I can't recommend Sam Harris's Waking Up Podcast #109 with Bret Weinstein enough. Bret's grasp on this stuff, as well as the concerns over increased velocity of change and our capacity to check the social thermometer level to see if we aren't culturally burning the wheels right off, are spot on.
In my Youtube recommendations I got a speech Elon Musk gave at a US governors meeting and it sounds like regulators have always ever reacted and never proacted, and Elon was getting on them about that - telling them that they needed to, in DC, have a panel that properly tried to at least assemble the questions, figure out what they didn't know, and have them try to compile a report to at least get some general knowledge about what's coming at us and how it might (more than likely will) change things. Elon gave a great example of what deep intelligence can do wrong and he cited the Malaysian air-liner that got shot down over the Ukraine, that if an AI bot were assigned at some date in the future to maximize some particular stock and that stock going up involved war it could orchestrate acts of war to boost the stock. In some ways that's something like a milder version of the paper-clip building AI that's told to optimize the production of paper-clips and causes extinction of all life on earth because its competency is so high that it turns the planet to a pile of paper-clips.

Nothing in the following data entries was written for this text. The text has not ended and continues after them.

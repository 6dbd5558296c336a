use std::collections::{BTreeMap, BTreeSet, HashMap};
use std::ops::Bound;
use std::sync::atomic::{AtomicUsize, Ordering};
use std::sync::{Arc, Mutex, MutexGuard, PoisonError, Weak};

use once_cell::sync::Lazy;
use serde::de::DeserializeOwned;
use serde::Serialize;
use serde_json::Value as JsonValue;

use crate::firestore::error::{
    data_loss, failed_precondition, internal_error, storage_transaction_failed, FirestoreResult,
};

pub const MUTATION_QUEUES: &str = "mutationQueues";
pub const MUTATIONS: &str = "mutations";
pub const DOCUMENT_MUTATIONS: &str = "documentMutations";
pub const REMOTE_DOCUMENTS: &str = "remoteDocuments";
pub const REMOTE_DOCUMENT_GLOBAL: &str = "remoteDocumentGlobal";
pub const TARGETS: &str = "targets";
pub const TARGETS_BY_CANONICAL_ID: &str = "targetsByCanonicalId";
pub const TARGET_DOCUMENTS: &str = "targetDocuments";
pub const DOCUMENT_TARGETS: &str = "documentTargets";
pub const TARGET_GLOBAL: &str = "targetGlobal";
pub const COLLECTION_PARENTS: &str = "collectionParents";
pub const CLIENT_METADATA: &str = "clientMetadata";
pub const PRIMARY_CLIENT: &str = "owner";

/// Separates the parts of composite keys. Sorts before every printable
/// character, so prefixes order before their extensions.
pub const KEY_SEPARATOR: char = '\u{0}';

type Table = BTreeMap<String, JsonValue>;
type Tables = BTreeMap<String, Table>;

#[derive(Clone, Copy, Debug, PartialEq, Eq)]
pub enum TransactionMode {
    ReadOnly,
    ReadWrite,
    /// Read-write, and only while this client holds the primary lease.
    ReadWritePrimary,
}

impl TransactionMode {
    pub fn is_read_only(self) -> bool {
        self == TransactionMode::ReadOnly
    }
}

static OPEN_STORES: Lazy<Mutex<HashMap<String, Weak<KvStore>>>> =
    Lazy::new(|| Mutex::new(HashMap::new()));

fn lock<T>(mutex: &Mutex<T>) -> MutexGuard<'_, T> {
    mutex.lock().unwrap_or_else(PoisonError::into_inner)
}

/// Transactional key-value store backing persistence.
///
/// Each logical table is an ordered map from string keys to JSON records.
/// Transactions run one at a time; their writes are staged and only become
/// visible when the transaction body returns `Ok`.
///
/// Stores are shared by name within the process, so clients opened with the
/// same persistence key see the same data, the way tabs of one origin share
/// a database.
pub struct KvStore {
    name: String,
    tables: async_lock::Mutex<Tables>,
    /// Synchronously written markers for clients that shut down without
    /// releasing their state.
    zombied_clients: Mutex<BTreeSet<String>>,
    failures_to_inject: AtomicUsize,
}

impl KvStore {
    /// Opens (or joins) the store called `name`.
    pub fn open(name: &str) -> Arc<KvStore> {
        let mut stores = lock(&OPEN_STORES);
        if let Some(existing) = stores.get(name).and_then(Weak::upgrade) {
            return existing;
        }
        let store = Arc::new(KvStore {
            name: name.to_string(),
            tables: async_lock::Mutex::new(Tables::new()),
            zombied_clients: Mutex::new(BTreeSet::new()),
            failures_to_inject: AtomicUsize::new(0),
        });
        stores.insert(name.to_string(), Arc::downgrade(&store));
        store
    }

    pub fn name(&self) -> &str {
        &self.name
    }

    /// Runs `body` in a transaction. Writes are discarded if it fails.
    pub async fn run<T, F>(&self, mode: TransactionMode, body: F) -> FirestoreResult<T>
    where
        F: FnOnce(&mut KvTransaction<'_>) -> FirestoreResult<T>,
    {
        if self.take_injected_failure() {
            return Err(storage_transaction_failed(format!(
                "Transaction on {} aborted",
                self.name
            )));
        }
        let mut tables = self.tables.lock().await;
        let mut txn = KvTransaction::new(&tables, mode);
        let result = body(&mut txn)?;
        let writes = txn.into_writes();
        for (table, entries) in writes {
            let table = tables.entry(table).or_default();
            for (key, value) in entries {
                match value {
                    Some(value) => {
                        table.insert(key, value);
                    }
                    None => {
                        table.remove(&key);
                    }
                }
            }
        }
        Ok(result)
    }

    /// Makes the next `count` transactions fail with a transient storage
    /// error.
    pub fn inject_failures(&self, count: usize) {
        self.failures_to_inject.store(count, Ordering::SeqCst);
    }

    fn take_injected_failure(&self) -> bool {
        self.failures_to_inject
            .fetch_update(Ordering::SeqCst, Ordering::SeqCst, |remaining| {
                remaining.checked_sub(1)
            })
            .is_ok()
    }

    pub fn set_zombied(&self, client_id: &str, zombied: bool) {
        let mut clients = lock(&self.zombied_clients);
        if zombied {
            clients.insert(client_id.to_string());
        } else {
            clients.remove(client_id);
        }
    }

    pub fn is_zombied(&self, client_id: &str) -> bool {
        lock(&self.zombied_clients).contains(client_id)
    }
}

/// Staged view of the store for the duration of one transaction.
pub struct KvTransaction<'a> {
    base: &'a Tables,
    writes: BTreeMap<String, BTreeMap<String, Option<JsonValue>>>,
    mode: TransactionMode,
}

impl<'a> KvTransaction<'a> {
    fn new(base: &'a Tables, mode: TransactionMode) -> Self {
        Self {
            base,
            writes: BTreeMap::new(),
            mode,
        }
    }

    fn into_writes(self) -> BTreeMap<String, BTreeMap<String, Option<JsonValue>>> {
        self.writes
    }

    pub fn mode(&self) -> TransactionMode {
        self.mode
    }

    pub fn get<T: DeserializeOwned>(&self, table: &str, key: &str) -> FirestoreResult<Option<T>> {
        let staged = self.writes.get(table).and_then(|entries| entries.get(key));
        let raw = match staged {
            Some(value) => value.as_ref(),
            None => self.base.get(table).and_then(|entries| entries.get(key)),
        };
        raw.map(|value| decode_record(table, key, value)).transpose()
    }

    pub fn contains(&self, table: &str, key: &str) -> bool {
        match self.writes.get(table).and_then(|entries| entries.get(key)) {
            Some(value) => value.is_some(),
            None => self
                .base
                .get(table)
                .is_some_and(|entries| entries.contains_key(key)),
        }
    }

    pub fn put<T: Serialize>(&mut self, table: &str, key: impl Into<String>, value: &T) -> FirestoreResult<()> {
        self.check_writable()?;
        let value = serde_json::to_value(value)
            .map_err(|err| internal_error(format!("Failed to encode {table} record: {err}")))?;
        self.writes
            .entry(table.to_string())
            .or_default()
            .insert(key.into(), Some(value));
        Ok(())
    }

    pub fn delete(&mut self, table: &str, key: impl Into<String>) -> FirestoreResult<()> {
        self.check_writable()?;
        self.writes
            .entry(table.to_string())
            .or_default()
            .insert(key.into(), None);
        Ok(())
    }

    /// Records with keys in `[lower, upper)`-style bounds, in key order.
    pub fn scan<T: DeserializeOwned>(
        &self,
        table: &str,
        lower: Bound<String>,
        upper: Bound<String>,
    ) -> FirestoreResult<Vec<(String, T)>> {
        let range = (lower, upper);
        let mut merged: BTreeMap<String, Option<&JsonValue>> = self
            .base
            .get(table)
            .map(|entries| {
                entries
                    .range(range.clone())
                    .map(|(key, value)| (key.clone(), Some(value)))
                    .collect()
            })
            .unwrap_or_default();
        if let Some(staged) = self.writes.get(table) {
            for (key, value) in staged.range(range) {
                merged.insert(key.clone(), value.as_ref());
            }
        }
        merged
            .into_iter()
            .filter_map(|(key, value)| value.map(|value| (key, value)))
            .map(|(key, value)| {
                let record = decode_record(table, &key, value)?;
                Ok((key, record))
            })
            .collect()
    }

    pub fn scan_prefix<T: DeserializeOwned>(
        &self,
        table: &str,
        prefix: &str,
    ) -> FirestoreResult<Vec<(String, T)>> {
        let upper = match prefix_successor(prefix) {
            Some(successor) => Bound::Excluded(successor),
            None => Bound::Unbounded,
        };
        self.scan(table, Bound::Included(prefix.to_string()), upper)
    }

    pub fn scan_all<T: DeserializeOwned>(&self, table: &str) -> FirestoreResult<Vec<(String, T)>> {
        self.scan(table, Bound::Unbounded, Bound::Unbounded)
    }

    pub fn keys_with_prefix(&self, table: &str, prefix: &str) -> FirestoreResult<Vec<String>> {
        Ok(self
            .scan_prefix::<JsonValue>(table, prefix)?
            .into_iter()
            .map(|(key, _)| key)
            .collect())
    }

    pub fn delete_prefix(&mut self, table: &str, prefix: &str) -> FirestoreResult<usize> {
        let keys = self.keys_with_prefix(table, prefix)?;
        let count = keys.len();
        for key in keys {
            self.delete(table, key)?;
        }
        Ok(count)
    }

    fn check_writable(&self) -> FirestoreResult<()> {
        if self.mode.is_read_only() {
            return Err(failed_precondition("Write attempted in a read-only transaction"));
        }
        Ok(())
    }
}

fn decode_record<T: DeserializeOwned>(table: &str, key: &str, value: &JsonValue) -> FirestoreResult<T> {
    T::deserialize(value)
        .map_err(|err| data_loss(format!("Corrupt {table} record {key:?}: {err}")))
}

/// Smallest string greater than every string starting with `prefix`.
fn prefix_successor(prefix: &str) -> Option<String> {
    let mut chars: Vec<char> = prefix.chars().collect();
    while let Some(last) = chars.pop() {
        if let Some(next) = char::from_u32(last as u32 + 1) {
            chars.push(next);
            return Some(chars.into_iter().collect());
        }
    }
    None
}

/// Joins key parts with [`KEY_SEPARATOR`].
pub fn composite_key<I, S>(parts: I) -> String
where
    I: IntoIterator<Item = S>,
    S: AsRef<str>,
{
    let mut key = String::new();
    for (index, part) in parts.into_iter().enumerate() {
        if index > 0 {
            key.push(KEY_SEPARATOR);
        }
        key.push_str(part.as_ref());
    }
    key
}

/// Fixed-width encoding so numeric ids sort numerically.
pub fn id_key(id: i64) -> String {
    format!("{id:020}")
}

#[cfg(test)]
mod tests {
    use super::*;
    use serde::Deserialize;

    #[derive(Debug, PartialEq, Serialize, Deserialize)]
    struct Row {
        n: i64,
    }

    fn unique_name(label: &str) -> String {
        format!("kv-test-{label}-{}", rand::random::<u64>())
    }

    #[tokio::test]
    async fn failed_transactions_discard_writes() {
        let store = KvStore::open(&unique_name("discard"));
        let result: FirestoreResult<()> = store
            .run(TransactionMode::ReadWrite, |txn| {
                txn.put(TARGETS, "a", &Row { n: 1 })?;
                Err(internal_error("boom"))
            })
            .await;
        assert!(result.is_err());

        let row: Option<Row> = store
            .run(TransactionMode::ReadOnly, |txn| txn.get(TARGETS, "a"))
            .await
            .unwrap();
        assert_eq!(row, None);
    }

    #[tokio::test]
    async fn scans_merge_staged_writes() {
        let store = KvStore::open(&unique_name("scan"));
        store
            .run(TransactionMode::ReadWrite, |txn| {
                txn.put(TARGETS, composite_key(["a", "1"]), &Row { n: 1 })?;
                txn.put(TARGETS, composite_key(["a", "2"]), &Row { n: 2 })?;
                txn.put(TARGETS, composite_key(["b", "1"]), &Row { n: 3 })
            })
            .await
            .unwrap();

        let rows = store
            .run(TransactionMode::ReadWrite, |txn| {
                txn.delete(TARGETS, composite_key(["a", "1"]))?;
                txn.put(TARGETS, composite_key(["a", "3"]), &Row { n: 4 })?;
                txn.scan_prefix::<Row>(TARGETS, &composite_key(["a", ""]))
            })
            .await
            .unwrap();
        let values: Vec<i64> = rows.into_iter().map(|(_, row)| row.n).collect();
        assert_eq!(values, vec![2, 4]);
    }

    #[tokio::test]
    async fn read_only_transactions_reject_writes() {
        let store = KvStore::open(&unique_name("readonly"));
        let result = store
            .run(TransactionMode::ReadOnly, |txn| txn.put(TARGETS, "a", &Row { n: 1 }))
            .await;
        assert!(result.is_err());
    }

    #[tokio::test]
    async fn injected_failures_are_transient() {
        let store = KvStore::open(&unique_name("inject"));
        store.inject_failures(1);
        let first = store.run(TransactionMode::ReadOnly, |_| Ok(())).await;
        assert!(first.unwrap_err().is_storage_transaction_failure());
        assert!(store.run(TransactionMode::ReadOnly, |_| Ok(())).await.is_ok());
    }

    #[test]
    fn stores_are_shared_by_name() {
        let name = unique_name("shared");
        let first = KvStore::open(&name);
        let second = KvStore::open(&name);
        assert!(Arc::ptr_eq(&first, &second));
        first.set_zombied("client", true);
        assert!(second.is_zombied("client"));
    }
}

This is where I really think we may want to, when AI first gets big, build a certain high-powered AI to make sure that activities across the internet that are being carried out by AI are occurring within certain parameters that are healthy to the peace and stability of the world.
From there, as far as human to human interaction and society making - I really have a feeling that we'll see AI supersede us. Hopefully that won't mean genocide but I would suspect that we will be looking at something like a benevolent dictatorship.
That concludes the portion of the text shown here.